**ACTIVITY:**
The answer should contain all of the records below, each one copied word for word.

Stored data entries:
--- --- ---

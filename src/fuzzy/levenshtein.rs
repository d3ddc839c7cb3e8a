// Copyright 2025-present Harīṣh Tummalachērla
// SPDX-License-Identifier: Apache-2.0

//! Approximate substring matching by edit distance.
//!
//! Plain Levenshtein compares two whole strings. For autocomplete we want the
//! cheapest way to find the query *somewhere inside* the record, and we want to
//! know where that somewhere starts (the scorer penalizes drift from the
//! expected location). Sellers' variant of the DP gives exactly that: the first
//! DP row is all zeros, so an alignment may begin anywhere for free.
//!
//! Running the DP over both strings reversed turns "where the alignment ends"
//! into "where it starts", which is the position the scorer needs.

/// Minimum edits to align `pattern` against a substring of `text` starting at
/// each position.
///
/// Returns a vector of `text.len() + 1` entries: `out[s]` is the smallest edit
/// distance between `pattern` and any `text[s..e]`. The last entry is the
/// empty alignment at the end of the text and always equals `pattern.len()`.
///
/// O(|pattern| × |text|) time, O(|pattern|) scratch space.
pub fn substring_distances(pattern: &[char], text: &[char]) -> Vec<usize> {
    let m = pattern.len();
    let n = text.len();
    let mut out = vec![m; n + 1];

    // col[i]: distance of the last i pattern chars against the best substring
    // of the reversed text ending at the current column.
    let mut col: Vec<usize> = (0..=m).collect();
    for j in 1..=n {
        let tc = text[n - j];
        let mut diag = col[0];
        col[0] = 0;
        for i in 1..=m {
            let above = col[i];
            let cost = usize::from(pattern[m - i] != tc);
            col[i] = (diag + cost).min(col[i - 1] + 1).min(above + 1);
            diag = above;
        }
        out[n - j] = col[m];
    }

    out
}
//! Operations: hardware operator instances with operands, results and
//! attributes.

use std::collections::HashMap;

use super::attribute::AttributeValue;
use super::srcloc::SourceLocation;
use super::value::ValueId;
use crate::schema::OperationKind;
use crate::symbol::SymbolId;

/// A single hardware operator instance within a [`Graph`](super::graph::Graph).
#[derive(Debug, Clone)]
pub struct Operation {
    kind: OperationKind,
    symbol: SymbolId,
    operands: Vec<ValueId>,
    results: Vec<ValueId>,
    attrs: HashMap<String, AttributeValue>,
    src_loc: Option<SourceLocation>,
}

impl Operation {
    pub(super) fn new(kind: OperationKind, symbol: SymbolId) -> Self {
        Self {
            kind,
            symbol,
            operands: Vec::new(),
            results: Vec::new(),
            attrs: HashMap::new(),
            src_loc: None,
        }
    }

    /// The operator kind.
    pub fn kind(&self) -> OperationKind {
        self.kind
    }

    /// This operation's unique name within its owning graph.
    pub fn symbol(&self) -> SymbolId {
        self.symbol
    }

    /// Ordered operand value ids.
    pub fn operands(&self) -> &[ValueId] {
        &self.operands
    }

    pub(super) fn operands_mut(&mut self) -> &mut Vec<ValueId> {
        &mut self.operands
    }

    /// Ordered result value ids.
    pub fn results(&self) -> &[ValueId] {
        &self.results
    }

    pub(super) fn results_mut(&mut self) -> &mut Vec<ValueId> {
        &mut self.results
    }

    /// This operation's attribute map.
    pub fn attrs(&self) -> &HashMap<String, AttributeValue> {
        &self.attrs
    }

    /// Looks up a single attribute by name.
    pub fn attr(&self, name: &str) -> Option<&AttributeValue> {
        self.attrs.get(name)
    }

    pub(super) fn set_attr(&mut self, name: impl Into<String>, value: AttributeValue) {
        self.attrs.insert(name.into(), value);
    }

    pub(super) fn remove_attr(&mut self, name: &str) -> Option<AttributeValue> {
        self.attrs.remove(name)
    }

    /// Optional declared source location.
    pub fn src_loc(&self) -> Option<&SourceLocation> {
        self.src_loc.as_ref()
    }

    pub(super) fn set_src_loc(&mut self, loc: SourceLocation) {
        self.src_loc = Some(loc);
    }
}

--- --- ---

**EXERCISE SOLUTION:**
filename src/fuzzy/levenshtein.rs
repository d3ddc839c7cb3e8a
// Copyright 2025-present Harīṣh Tummalachērla
// SPDX-License-Identifier: Apache-2.0

//! Approximate substring matching by edit distance.
//!
//! Plain Levenshtein compares two whole strings. For autocomplete we want the
//! cheapest way to find the query *somewhere inside* the record, and we want to
//! know where that somewhere starts (the scorer penalizes drift from the
//! expected location). Sellers' variant of the DP gives exactly that: the first
//! DP row is all zeros, so an alignment may begin anywhere for free.
//!
//! Running the DP over both strings reversed turns "where the alignment ends"
//! into "where it starts", which is the position the scorer needs.

/// Minimum edits to align `pattern` against a substring of `text` starting at
/// each position.
///
/// Returns a vector of `text.len() + 1` entries: `out[s]` is the smallest edit
/// distance between `pattern` and any `text[s..e]`. The last entry is the
/// empty alignment at the end of the text and always equals `pattern.len()`.
///
/// O(|pattern| × |text|) time, O(|pattern|) scratch space.
pub fn substring_distances(pattern: &[char], text: &[char]) -> Vec<usize> {
    let m = pattern.len();
    let n = text.len();
    let mut out = vec![m; n + 1];

    // col[i]: distance of the last i pattern chars against the best substring
    // of the reversed text ending at the current column.
    let mut col: Vec<usize> = (0..=m).collect();
    for j in 1..=n {
        let tc = text[n - j];
        let mut diag = col[0];
        col[0] = 0;
        for i in 1..=m {
            let above = col[i];
            let cost = usize::from(pattern[m - i] != tc);
            col[i] = (diag + cost).min(col[i - 1] + 1).min(above + 1);
            diag = above;
        }
        out[n - j] = col[m];
    }

    out
}
//! Operations: hardware operator instances with operands, results and
//! attributes.

use std::collections::HashMap;

use super::attribute::AttributeValue;
use super::srcloc::SourceLocation;
use super::value::ValueId;
use crate::schema::OperationKind;
use crate::symbol::SymbolId;

/// A single hardware operator instance within a [`Graph`](super::graph::Graph).
#[derive(Debug, Clone)]
pub struct Operation {
    kind: OperationKind,
    symbol: SymbolId,
    operands: Vec<ValueId>,
    results: Vec<ValueId>,
    attrs: HashMap<String, AttributeValue>,
    src_loc: Option<SourceLocation>,
}

impl Operation {
    pub(super) fn new(kind: OperationKind, symbol: SymbolId) -> Self {
        Self {
            kind,
            symbol,
            operands: Vec::new(),
            results: Vec::new(),
            attrs: HashMap::new(),
            src_loc: None,
        }
    }

    /// The operator kind.
    pub fn kind(&self) -> OperationKind {
        self.kind
    }

    /// This operation's unique name within its owning graph.
    pub fn symbol(&self) -> SymbolId {
        self.symbol
    }

    /// Ordered operand value ids.
    pub fn operands(&self) -> &[ValueId] {
        &self.operands
    }

    pub(super) fn operands_mut(&mut self) -> &mut Vec<ValueId> {
        &mut self.operands
    }

    /// Ordered result value ids.
    pub fn results(&self) -> &[ValueId] {
        &self.results
    }

    pub(super) fn results_mut(&mut self) -> &mut Vec<ValueId> {
        &mut self.results
    }

    /// This operation's attribute map.
    pub fn attrs(&self) -> &HashMap<String, AttributeValue> {
        &self.attrs
    }

    /// Looks up a single attribute by name.
    pub fn attr(&self, name: &str) -> Option<&AttributeValue> {
        self.attrs.get(name)
    }

    pub(super) fn set_attr(&mut self, name: impl Into<String>, value: AttributeValue) {
        self.attrs.insert(name.into(), value);
    }

    pub(super) fn remove_attr(&mut self, name: &str) -> Option<AttributeValue> {
        self.attrs.remove(name)
    }

    /// Optional declared source location.
    pub fn src_loc(&self) -> Option<&SourceLocation> {
        self.src_loc.as_ref()
    }

    pub(super) fn set_src_loc(&mut self, loc: SourceLocation) {
        self.src_loc = Some(loc);
    }
}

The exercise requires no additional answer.